Holý An Evening at Home
Among harpists-composers, Alfred Holý was considered the “last of the romantics”. He continued to write in a late-romantic idiom uniquely his, well into the 20th century. Most of his compositions stand out for their melodic invention and unique “turns of phrase” rather than technical innovations.
Holý was born in Oporto, Portugal where his Czech father was hired as a bandmaster, but grew up mainly in Prague. After studying violin and piano from childhood, he chose the harp as his main instrument for professional training at the Prague Conservatory. Soon he distinguished himself as an orchestral musician, first in Prague, then in Berlin where he joined Poenitz and Posse at the Imperial Opera Court Orchestra. He became known as “Mahler’s favorite harpist” when the composer-conductor pursued him to join the Vienna Court Opera under his directorship. Always eager for new musical adventures, Holý later moved to the United States to play with the Boston Symphony (under Muck) and teach at the New England Conservatory. Upon retiring, Holý and his wife reluctantly moved back to Austria, because their two sons were never able to join them in the New World. While, as a Czech national, he safely escaped the shunning of the German musicians during World War I in America, the Second World War (and its aftermath) was not kind to him and his family, and he spent his last days in Vienna in dire circumstances.

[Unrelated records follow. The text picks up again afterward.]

//! Authentication extractor for the back-office.
//!
//! Admins sign in with the same accounts as customers; only the
//! [`UserRole::Admin`](synclune_core::UserRole::Admin) role gets through.

use axum::{
    Json,
    extract::{FromRef, FromRequestParts},
    http::{StatusCode, request::Parts},
    response::{IntoResponse, Response},
};
use sqlx::PgPool;
use tower_sessions::Session;

use synclune_storefront::action::ActionState;
use synclune_storefront::middleware::load_current_user;
use synclune_storefront::models::CurrentUser;

/// Extractor that requires a logged-in admin.
///
/// # Example
///
/// ```rust,ignore
/// async fn protected_handler(RequireAdmin(admin): RequireAdmin) -> impl IntoResponse {
///     format!("Bonjour, {} !", admin.name)
/// }
/// ```
pub struct RequireAdmin(pub CurrentUser);

/// Error returned when the request does not carry an admin session.
#[derive(Debug, Clone, Copy, PartialEq, Eq)]
pub enum AdminAuthRejection {
    /// Nobody is logged in.
    Unauthorized,
    /// Logged in without the admin role.
    Forbidden,
}

impl IntoResponse for AdminAuthRejection {
    fn into_response(self) -> Response {
        let (status, message) = match self {
            Self::Unauthorized => (StatusCode::UNAUTHORIZED, "Vous devez être connecté."),
            Self::Forbidden => (StatusCode::FORBIDDEN, "Accès réservé aux administrateurs."),
        };
        (status, Json(ActionState::<()>::error(message))).into_response()
    }
}

/// Role check applied to the session user.
fn authorize(user: Option<CurrentUser>) -> Result<CurrentUser, AdminAuthRejection> {
    let user = user.ok_or(AdminAuthRejection::Unauthorized)?;
    if !user.is_admin() {
        tracing::warn!(user_id = %user.id, "Non-admin session rejected");
        return Err(AdminAuthRejection::Forbidden);
    }
    Ok(user)
}

/// The session user is re-checked against the account, so a demoted or
/// anonymized admin loses access on the next request.
impl<S> FromRequestParts<S> for RequireAdmin
where
    S: Send + Sync,
    PgPool: FromRef<S>,
{
    type Rejection = Response;

    async fn from_request_parts(parts: &mut Parts, state: &S) -> Result<Self, Self::Rejection> {
        let session = parts
            .extensions
            .get::<Session>()
            .cloned()
            .ok_or_else(|| AdminAuthRejection::Unauthorized.into_response())?;
        let pool = PgPool::from_ref(state);

        let user = load_current_user(&session, &pool)
            .await
            .map_err(IntoResponse::into_response)?;

        authorize(user).map(Self).map_err(IntoResponse::into_response)
    }
}

#[cfg(test)]
#[allow(clippy::unwrap_used)]
mod tests {
    use synclune_core::{Email, UserId, UserRole};

    use super::*;

    fn user(role: UserRole) -> CurrentUser {
        CurrentUser {
            id: UserId::new(1),
            email: Email::parse("atelier@synclune.fr").unwrap(),
            name: "Atelier".to_string(),
            role,
        }
    }

    #[test]
    fn test_anonymous_is_unauthorized() {
        assert_eq!(authorize(None).unwrap_err(), AdminAuthRejection::Unauthorized);
    }

    #[test]
    fn test_customer_is_forbidden() {
        assert_eq!(
            authorize(Some(user(UserRole::Customer))).unwrap_err(),
            AdminAuthRejection::Forbidden
        );
    }

    #[test]
    fn test_admin_passes() {
        assert_eq!(authorize(Some(user(UserRole::Admin))).unwrap().id, UserId::new(1));
    }

    #[test]
    fn test_rejection_status_codes() {
        assert_eq!(
            AdminAuthRejection::Unauthorized.into_response().status(),
            StatusCode::UNAUTHORIZED
        );
        assert_eq!(
            AdminAuthRejection::Forbidden.into_response().status(),
            StatusCode::FORBIDDEN
        );
    }
}
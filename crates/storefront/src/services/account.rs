//! Account lifecycle: deletion requests, data export and order history.
//!
//! A deletion request starts a grace period; the `process-account-deletions`
//! job anonymizes the account once it is over.

use chrono::{DateTime, Duration, Utc};
use serde::Serialize;
use sqlx::PgPool;
use tracing::{info, instrument, warn};

use synclune_core::{AccountStatus, UserId};

use crate::db::{OrderRepository, UserRepository};
use crate::error::{AppError, BusinessError};
use crate::models::order::OrderWithItems;
use crate::models::user::User;
use crate::services::email::EmailService;

/// State of an account's deletion request.
#[derive(Debug, Clone, Serialize)]
pub struct DeletionStatus {
    pub account_status: AccountStatus,
    pub deletion_requested_at: Option<DateTime<Utc>>,
    /// When anonymization becomes due.
    pub scheduled_for: Option<DateTime<Utc>>,
}

/// Everything stored about a customer.
#[derive(Debug, Clone, Serialize)]
pub struct AccountExport {
    pub exported_at: DateTime<Utc>,
    pub profile: User,
    pub orders: Vec<OrderWithItems>,
}

/// Date an account requested at `requested_at` becomes due for anonymization.
#[must_use]
pub fn anonymization_date(requested_at: DateTime<Utc>, grace_days: i64) -> DateTime<Utc> {
    requested_at + Duration::days(grace_days)
}

pub struct AccountService<'a> {
    pool: &'a PgPool,
    email: &'a EmailService,
    grace_days: i64,
}

impl<'a> AccountService<'a> {
    #[must_use]
    pub const fn new(pool: &'a PgPool, email: &'a EmailService, grace_days: i64) -> Self {
        Self {
            pool,
            email,
            grace_days,
        }
    }

    async fn user(&self, user_id: UserId) -> Result<User, AppError> {
        let user = UserRepository::new(self.pool)
            .get_by_id(user_id)
            .await?
            .ok_or_else(|| AppError::Unauthorized("account not found".to_string()))?;
        if user.account_status == AccountStatus::Anonymized {
            return Err(BusinessError::AccountClosed.into());
        }
        Ok(user)
    }

    fn status_of(&self, user: &User) -> DeletionStatus {
        DeletionStatus {
            account_status: user.account_status,
            deletion_requested_at: user.deletion_requested_at,
            scheduled_for: user
                .deletion_requested_at
                .map(|at| anonymization_date(at, self.grace_days)),
        }
    }

    /// Ask for the account to be deleted.
    ///
    /// Asking again while a request is pending changes nothing and sends no
    /// second email.
    ///
    /// # Errors
    ///
    /// Returns `BusinessError::AccountClosed` for an anonymized account.
    #[instrument(skip(self))]
    pub async fn request_deletion(&self, user_id: UserId) -> Result<DeletionStatus, AppError> {
        let user = self.user(user_id).await?;
        if user.account_status == AccountStatus::PendingDeletion {
            return Ok(self.status_of(&user));
        }

        let user = UserRepository::new(self.pool).request_deletion(user_id).await?;
        let status = self.status_of(&user);
        info!(scheduled_for = ?status.scheduled_for, "Account deletion requested");

        if let Some(scheduled_for) = status.scheduled_for
            && let Err(e) = self
                .email
                .send_deletion_requested(user.email.as_str(), &user.name, scheduled_for)
                .await
        {
            warn!(error = %e, "Deletion confirmation email failed");
        }
        Ok(status)
    }

    /// Withdraw a pending deletion request.
    ///
    /// # Errors
    ///
    /// Returns `BusinessError::NoPendingDeletion` if nothing is pending.
    #[instrument(skip(self))]
    pub async fn cancel_deletion(&self, user_id: UserId) -> Result<DeletionStatus, AppError> {
        self.user(user_id).await?;
        let users = UserRepository::new(self.pool);
        if !users.cancel_deletion(user_id).await? {
            return Err(BusinessError::NoPendingDeletion.into());
        }
        info!("Account deletion cancelled");

        let user = users
            .get_by_id(user_id)
            .await?
            .ok_or_else(|| AppError::Unauthorized("account not found".to_string()))?;
        Ok(self.status_of(&user))
    }

    /// Profile and full order history.
    ///
    /// # Errors
    ///
    /// Returns a database error if a query fails.
    #[instrument(skip(self))]
    pub async fn export(&self, user_id: UserId) -> Result<AccountExport, AppError> {
        let profile = self.user(user_id).await?;
        let orders = OrderRepository::new(self.pool).list_for_user(user_id).await?;
        info!(orders = orders.len(), "Account data exported");
        Ok(AccountExport {
            exported_at: Utc::now(),
            profile,
            orders,
        })
    }

    /// Orders of the account, newest first.
    ///
    /// # Errors
    ///
    /// Returns a database error if the query fails.
    pub async fn orders(&self, user_id: UserId) -> Result<Vec<OrderWithItems>, AppError> {
        Ok(OrderRepository::new(self.pool).list_for_user(user_id).await?)
    }
}
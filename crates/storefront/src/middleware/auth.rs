//! Authentication extractors.
//!
//! The [`CurrentUser`] stored in the session at login is checked against
//! the account on every request: a session whose account was anonymized or
//! whose role changed is flushed and treated as anonymous.

use axum::{
    extract::{FromRef, FromRequestParts},
    http::{StatusCode, request::Parts},
    response::{IntoResponse, Response},
};
use sqlx::PgPool;
use tower_sessions::Session;

use crate::action::ActionState;
use crate::db::{UserRepository, user_sessions};
use crate::error::AppError;
use crate::models::user::User;
use crate::models::{CurrentUser, session_keys};

/// Extractor that requires a logged-in user.
///
/// # Example
///
/// ```rust,ignore
/// async fn protected_handler(RequireAuth(user): RequireAuth) -> impl IntoResponse {
///     format!("Bonjour, {} !", user.name)
/// }
/// ```
pub struct RequireAuth(pub CurrentUser);

/// Rejection of the auth extractors.
#[derive(Debug)]
pub enum AuthRejection {
    /// No user is logged in.
    NotLoggedIn,
    /// The session or the account could not be read.
    Failed(AppError),
}

impl IntoResponse for AuthRejection {
    fn into_response(self) -> Response {
        match self {
            Self::NotLoggedIn => {
                let body = ActionState::<()>::error("Vous devez être connecté.");
                (StatusCode::UNAUTHORIZED, axum::Json(body)).into_response()
            }
            Self::Failed(err) => err.into_response(),
        }
    }
}

/// Outcome of checking a stored session against its account.
#[derive(Debug, Clone, PartialEq, Eq)]
pub enum SessionCheck {
    /// Still valid; carries the account as it is now.
    Valid(CurrentUser),
    /// The account is gone, anonymized, or its role changed.
    Revoked,
}

/// Compare the session user with the account row.
#[must_use]
pub fn check_session(stored: &CurrentUser, account: Option<&User>) -> SessionCheck {
    match account {
        Some(user) if user.can_login() && user.role == stored.role => {
            SessionCheck::Valid(CurrentUser::from(user))
        }
        _ => SessionCheck::Revoked,
    }
}

/// Read the session user and re-check it against the database.
///
/// A revoked session is flushed.
///
/// # Errors
///
/// Returns an error if the session store or the user query fails.
pub async fn load_current_user(
    session: &Session,
    pool: &PgPool,
) -> Result<Option<CurrentUser>, AppError> {
    let Some(stored) = session
        .get::<CurrentUser>(session_keys::CURRENT_USER)
        .await?
    else {
        return Ok(None);
    };

    let account = UserRepository::new(pool).get_by_id(stored.id).await?;
    match check_session(&stored, account.as_ref()) {
        SessionCheck::Valid(user) => Ok(Some(user)),
        SessionCheck::Revoked => {
            tracing::info!(user_id = %stored.id, "Session no longer matches account, flushed");
            session.flush().await?;
            Ok(None)
        }
    }
}

impl<S> FromRequestParts<S> for RequireAuth
where
    S: Send + Sync,
    PgPool: FromRef<S>,
{
    type Rejection = AuthRejection;

    async fn from_request_parts(parts: &mut Parts, state: &S) -> Result<Self, Self::Rejection> {
        let session = parts
            .extensions
            .get::<Session>()
            .cloned()
            .ok_or(AuthRejection::NotLoggedIn)?;
        let pool = PgPool::from_ref(state);

        load_current_user(&session, &pool)
            .await
            .map_err(AuthRejection::Failed)?
            .map(Self)
            .ok_or(AuthRejection::NotLoggedIn)
    }
}

/// Extractor that optionally gets the current user.
///
/// Unlike `RequireAuth`, this does not reject anonymous requests.
pub struct OptionalAuth(pub Option<CurrentUser>);

impl<S> FromRequestParts<S> for OptionalAuth
where
    S: Send + Sync,
    PgPool: FromRef<S>,
{
    type Rejection = AuthRejection;

    async fn from_request_parts(parts: &mut Parts, state: &S) -> Result<Self, Self::Rejection> {
        let Some(session) = parts.extensions.get::<Session>().cloned() else {
            return Ok(Self(None));
        };
        let pool = PgPool::from_ref(state);

        let user = load_current_user(&session, &pool)
            .await
            .map_err(AuthRejection::Failed)?;
        Ok(Self(user))
    }
}

/// Store the logged-in user in the session and link the session to the
/// account.
///
/// The session id is cycled first so a pre-login id cannot be fixed. The
/// record is saved right away: its id only exists once stored.
///
/// # Errors
///
/// Returns an error if the session cannot be saved or linked.
pub async fn set_current_user(
    pool: &PgPool,
    session: &Session,
    user: &CurrentUser,
) -> Result<(), AppError> {
    session.cycle_id().await?;
    session.insert(session_keys::CURRENT_USER, user).await?;
    session.save().await?;

    let session_id = session
        .id()
        .ok_or_else(|| AppError::Internal("session saved without id".to_string()))?;
    user_sessions::record(pool, user.id, &session_id.to_string()).await?;
    Ok(())
}

/// Remove the logged-in user from the session (logout).
///
/// # Errors
///
/// Returns an error if the session cannot be modified.
pub async fn clear_current_user(session: &Session) -> Result<(), tower_sessions::session::Error> {
    session
        .remove::<CurrentUser>(session_keys::CURRENT_USER)
        .await?;
    Ok(())
}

An Evening At Home, Four Easy Pieces, consists of Children’s Thoughts, At the Fireside, Youngsters At Play and A Little Dance. They serve as a good introduction to romantic music for the beginning pedal harpist. While the third piece could be played on non-pedal harp, the last piece ups the ante by weaving arpeggios into a whirlwind that leaves the harpist on her toes and the dancer grasping for air!
The third piece has been used as an exam piece in all the music schools in Flanders (Belgium), and as a competition piece in the Yvonne La Mothe Schwager biennial harp competition in San Francisco.
Following the collection An Evening At Home and the six easy pieces contained in In Toyland, op. 30 (a Lyra Music Company edition – now owned by Vanderbilt Music Company), the Three Sketches go to the next level of difficulty and provide enough food for thought to satisfy the musings of the advanced harpist, while their miniature size makes them accessible to the medium advanced player as well. Each one is a perfectly chiseled little jewel, polished on every side. They make wonderful studies in phrasing, with the second one bringing to mind the subtle language of Fauré.